3 Measures of Central Tendency - I

In the previous chapter, you have learnt how data can be summarised in the form of tables and presented in the form of graphs so that important features can be illustrated easily and more effectively. In this Lecture, we consider statistical measures which can be used to describe the characteristics of a set of data.

We are interested in a single value that serves as a representative value of the overall data. A measure of central tendency is a summary statistic that represents the centre point or typical value of a dataset.

There are five averages. Among them mean, median and mode are called simple averages and the other two averages geometric mean and harmonic mean are called special averages. These measures reflect numerical values in the centre of a set of data and are therefore called measures of central tendency.

Requisites of a Good Measure of Central Tendency:

  • It should be rigidly defined.

  • It should be simple to understand & easy to calculate

  • It should be based upon all values of given data

  • It should be capable of further mathematical treatment.

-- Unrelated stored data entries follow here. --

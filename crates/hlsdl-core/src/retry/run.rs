//! Retry loop: run an async attempt until success, cancellation, or the policy says stop.

use std::fmt;
use std::future::Future;

use tokio_util::sync::CancellationToken;

use super::policy::{RetryDecision, RetryPolicy};

/// Failure of a single attempt.
#[derive(Debug)]
pub enum AttemptError<E> {
    /// The attempt observed cancellation; never retried.
    Cancelled,
    /// The attempt failed and may be retried.
    Failed(E),
}

/// Final failure of the retry loop.
#[derive(Debug)]
pub enum RetryError<E> {
    Cancelled,
    /// Every allowed attempt failed; `last` is the error of the final one.
    Exhausted { attempts: u32, last: E },
}

/// Runs `f` until it succeeds or the retry policy says to stop.
///
/// `f` receives the 0-based attempt number. Cancellation is checked before
/// every attempt and before every backoff wait, and interrupts a wait that is
/// already sleeping.
pub async fn run_with_retry<F, Fut, T, E>(
    policy: &RetryPolicy,
    token: &CancellationToken,
    mut f: F,
) -> Result<T, RetryError<E>>
where
    F: FnMut(u32) -> Fut,
    Fut: Future<Output = Result<T, AttemptError<E>>>,
    E: fmt::Display,
{
    let mut attempt = 0u32;
    loop {
        if token.is_cancelled() {
            return Err(RetryError::Cancelled);
        }
        let err = match f(attempt).await {
            Ok(value) => return Ok(value),
            Err(AttemptError::Cancelled) => return Err(RetryError::Cancelled),
            Err(AttemptError::Failed(e)) => e,
        };
        match policy.decide(attempt) {
            RetryDecision::NoRetry => {
                return Err(RetryError::Exhausted {
                    attempts: attempt + 1,
                    last: err,
                })
            }
            RetryDecision::RetryAfter(delay) => {
                if token.is_cancelled() {
                    return Err(RetryError::Cancelled);
                }
                tracing::warn!(
                    attempt = attempt + 1,
                    max_retries = policy.max_retries,
                    delay_ms = delay.as_millis() as u64,
                    error = %err,
                    "retrying after failed attempt"
                );
                tokio::select! {
                    _ = token.cancelled() => return Err(RetryError::Cancelled),
                    _ = tokio::time::sleep(delay) => {}
                }
                attempt += 1;
            }
        }
    }
}
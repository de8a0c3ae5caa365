//! Retry and backoff policy.
//!
//! Exponential backoff decisions and a cancellation-aware retry loop shared by
//! the segment fetcher. Every failed attempt is retried until the budget runs
//! out; cancellation ends the loop immediately, including a backoff wait in
//! progress.

mod policy;
mod run;

pub use policy::{RetryDecision, RetryPolicy};
pub use run::{run_with_retry, AttemptError, RetryError};
//! Tracing setup: append to a log file under the XDG state dir, or stderr.
//!
//! `RUST_LOG` overrides the default filter.

use std::fs;
use std::path::PathBuf;
use std::sync::Mutex;

use anyhow::{Context, Result};
use tracing_subscriber::EnvFilter;

const DEFAULT_FILTER: &str = "info,hlsdl=debug,hlsdl_core=debug";

fn env_filter() -> EnvFilter {
    EnvFilter::try_from_default_env().unwrap_or_else(|_| EnvFilter::new(DEFAULT_FILTER))
}

/// `~/.local/state/hlsdl/hlsdl.log` on Debian.
pub fn log_file_path() -> Result<PathBuf> {
    let xdg_dirs = xdg::BaseDirectories::with_prefix("hlsdl")?;
    Ok(xdg_dirs.get_state_home().join("hlsdl").join("hlsdl.log"))
}

/// Log to [`log_file_path`]. Errors leave no subscriber installed, so the
/// caller can fall back to [`init_logging_stderr`].
pub fn init_logging() -> Result<()> {
    let path = log_file_path()?;
    if let Some(dir) = path.parent() {
        fs::create_dir_all(dir)
            .with_context(|| format!("creating log dir {}", dir.display()))?;
    }
    let file = fs::OpenOptions::new()
        .create(true)
        .append(true)
        .open(&path)
        .with_context(|| format!("opening log file {}", path.display()))?;

    tracing_subscriber::fmt()
        .with_env_filter(env_filter())
        .with_writer(Mutex::new(file))
        .with_ansi(false)
        .init();

    tracing::info!("hlsdl logging to {}", path.display());
    Ok(())
}

pub fn init_logging_stderr() {
    tracing_subscriber::fmt()
        .with_env_filter(env_filter())
        .with_writer(std::io::stderr)
        .with_ansi(false)
        .init();
}
//! Single-segment GET with retry and backoff.

use std::sync::Arc;

use tokio_util::sync::CancellationToken;

use crate::retry::{run_with_retry, AttemptError, RetryError, RetryPolicy};
use crate::transport::{ByteTransport, TransportError};

/// Why one attempt at a segment failed.
#[derive(Debug, thiserror::Error)]
pub enum FetchFailure {
    #[error("HTTP {0}")]
    Http(u32),
    #[error(transparent)]
    Transport(TransportError),
}

#[derive(Debug, thiserror::Error)]
pub enum SegmentError {
    /// Cancelled before or during a fetch or backoff wait. Not a failure.
    #[error("segment fetch cancelled")]
    Cancelled,
    #[error("failed to download {url} after {attempts} attempt(s): {source}")]
    Exhausted {
        url: String,
        attempts: u32,
        #[source]
        source: FetchFailure,
    },
}

/// Downloads segment bodies, absorbing transient failures up to the policy's
/// retry budget.
#[derive(Clone)]
pub struct SegmentFetcher {
    transport: Arc<dyn ByteTransport>,
    policy: RetryPolicy,
}

impl SegmentFetcher {
    pub fn new(transport: Arc<dyn ByteTransport>, policy: RetryPolicy) -> Self {
        Self { transport, policy }
    }

    pub fn policy(&self) -> &RetryPolicy {
        &self.policy
    }

    /// Fetch `url`; any transport error or non-2xx status is retried.
    pub async fn fetch_segment(
        &self,
        url: &str,
        token: &CancellationToken,
    ) -> Result<Vec<u8>, SegmentError> {
        let transport = &self.transport;
        let res = run_with_retry(&self.policy, token, |attempt| async move {
            tracing::trace!(url, attempt, "fetching segment");
            match transport.fetch(url, token).await {
                Ok(fetched) if fetched.is_success() => Ok(fetched.body),
                Ok(fetched) => Err(AttemptError::Failed(FetchFailure::Http(fetched.status))),
                Err(TransportError::Cancelled) => Err(AttemptError::Cancelled),
                Err(e) => Err(AttemptError::Failed(FetchFailure::Transport(e))),
            }
        })
        .await;

        res.map_err(|e| match e {
            RetryError::Cancelled => SegmentError::Cancelled,
            RetryError::Exhausted { attempts, last } => SegmentError::Exhausted {
                url: url.to_string(),
                attempts,
                source: last,
            },
        })
    }
}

  • It should have sampling stability.

  • It should be not be unduly affected by extreme values

The main objectives of Measure of Central Tendency:

  • To condense data in a single value.

  • To facilitate comparisons between data.

3.1 Arithmetic Mean

This is what people usually intend when they say “average”. Arithmetic mean or simply the mean of a variable is defined as the sum of the observations divided by the number of observations. Mean of set of numbers \(x_{1\ },x_{2},\ldots,x_{n}\) is denoted as \(\overline{x}\). It is given by the formula

\[\overline{x} = \frac{x_{1} + x_{2} + \ldots + x_{n}}{n}\]

\[= \frac{1}{n}\sum_{i = 1}^{n}x_{i}\]

Example 3.1 Find the mean of the numbers 2, 4, 7, 8, 11, 12

\[\overline{x} = \frac{2 + 4 + 7 + 8 + 11 + 12}{6} = \frac{44}{6} = 7.33\]

3.1.1 The mean of a frequency distribution

3.1.1.1 Direct method

If the numbers \(x_{1\ },x_{2},\ldots,x_{n}\) occur with frequencies \(f_{1\ },f_{2},\ldots,f_{n}\) respectively then

\[\overline{x} = \frac{x_{1}f_{1} + x_{2}f_{2\ \ } + \ldots + x_{n}f_{n}}{f_{1} + f_{2} + \ldots f_{n}}\]

\[= \frac{\sum_{i = 1}^{n}{f_{i}x_{i}}}{\sum_{i = 1}^{n}f_{i}}\]

Example 3.2 Table below shows the plant height of 50 plants. Find the mean plant height.

Table 3.1: Plant height of 50 plants.
Plant height(cm) 159 160 161 162 163
Frequency 3 9 23 11 4

Solution 3.2

The calculation can be arranged as shown

Plant height(x) Frequency(f) fx
159 3 477
160 9 1440
161 23 3703
162 11 1782
163 4 652
\(\sum_{i = 1}^{n}f_{i}\)= 50 \(\sum_{i = 1}^{n}{f_{i}x_{i}}\)= 8054

\(\overline{x} = \frac{\sum_{i = 1}^{n}{f_{i}x_{i}}}{\sum_{i = 1}^{n}f_{i}} = \frac{8054}{50}\)= 161.08 cm

3.1.1.2 Assumed mean method (Indirect method)

The amount of computation involved above can be reduced by using the following formula:

\[\overline{x} = A + \frac{\sum_{i = 1}^{n}{f_{i}d_{i}}}{\sum_{i = 1}^{n}f_{i}}\]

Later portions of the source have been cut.